- [Description of the task]: When you reach the line with "let mut res: Vec<ParsedDatapoint>" in the listing below, transcribe it and each line after it up to and including the line with "let header_cells: Vec<&str>", exactly and with nothing else.

- [Data to use]:

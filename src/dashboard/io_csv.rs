// Primitives for reading CSV files.

use std::fs::File;

use crate::dashboard::{
    io_common::{datapoint_from_row, simplify_file_name, ColumnIndex, REQUIRED_COLUMNS},
    *,
};

/// Reads a CSV file of datapoints with a header row.
pub fn read_csv_datapoints(path: &str) -> DashboardResult<Vec<ParsedDatapoint>> {
    let default_id = make_default_id(path);
    let (columns, records) = get_records(path)?;

    let mut res: Vec<ParsedDatapoint> = Vec::new();
    for (idx, line_r) in records.enumerate() {
        // The header is line 1.
        let lineno = idx + 2;
        let line = line_r.context(CsvLineParseSnafu { lineno })?;
        let row: Vec<String> = line.iter().map(|s| s.to_string()).collect();
        if row.iter().all(|s| s.is_empty()) {
            debug!("read_csv_datapoints: lineno: {:?}: empty line", lineno);
            continue;
        }
        let pd = datapoint_from_row(&columns, &row, default_id(lineno), lineno);
        debug!("read_csv_datapoints: lineno: {:?} datapoint: {:?}", lineno, pd);
        res.push(pd);
    }
    Ok(res)
}

fn get_records(path: &str) -> DashboardResult<(ColumnIndex, csv::StringRecordsIntoIter<File>)> {
    let mut rdr = csv::ReaderBuilder::new()
        .has_headers(true)
        .flexible(true)
        .trim(csv::Trim::All)
        .from_path(path)
        .context(OpeningCsvSnafu { path })?;
    let header = rdr.headers().context(OpeningCsvSnafu { path })?;
    let header_cells: Vec<&str> = header.iter().collect();
    let columns = ColumnIndex::from_header(&header_cells);
    debug!("get_records: header: {:?}", header_cells);
    for column in REQUIRED_COLUMNS.iter() {
        columns.require(column, path)?;
    }
    Ok((columns, rdr.into_records()))
}

fn make_default_id(path: &str) -> impl Fn(usize) -> String {
    let simplified_file_name = simplify_file_name(path);
    move |lineno| format!("{}-{:08}", simplified_file_name, lineno)
}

- [Task solution]:
    let mut res: Vec<ParsedDatapoint> = Vec::new();
    for (idx, line_r) in records.enumerate() {
        // The header is line 1.
        let lineno = idx + 2;
        let line = line_r.context(CsvLineParseSnafu { lineno })?;
        let row: Vec<String> = line.iter().map(|s| s.to_string()).collect();
        if row.iter().all(|s| s.is_empty()) {
            debug!("read_csv_datapoints: lineno: {:?}: empty line", lineno);
            continue;
        }
        let pd = datapoint_from_row(&columns, &row, default_id(lineno), lineno);
        debug!("read_csv_datapoints: lineno: {:?} datapoint: {:?}", lineno, pd);
        res.push(pd);
    }
    Ok(res)
}

fn get_records(path: &str) -> DashboardResult<(ColumnIndex, csv::StringRecordsIntoIter<File>)> {
    let mut rdr = csv::ReaderBuilder::new()
        .has_headers(true)
        .flexible(true)
        .trim(csv::Trim::All)
        .from_path(path)
        .context(OpeningCsvSnafu { path })?;
    let header = rdr.headers().context(OpeningCsvSnafu { path })?;
    let header_cells: Vec<&str> = header.iter().collect();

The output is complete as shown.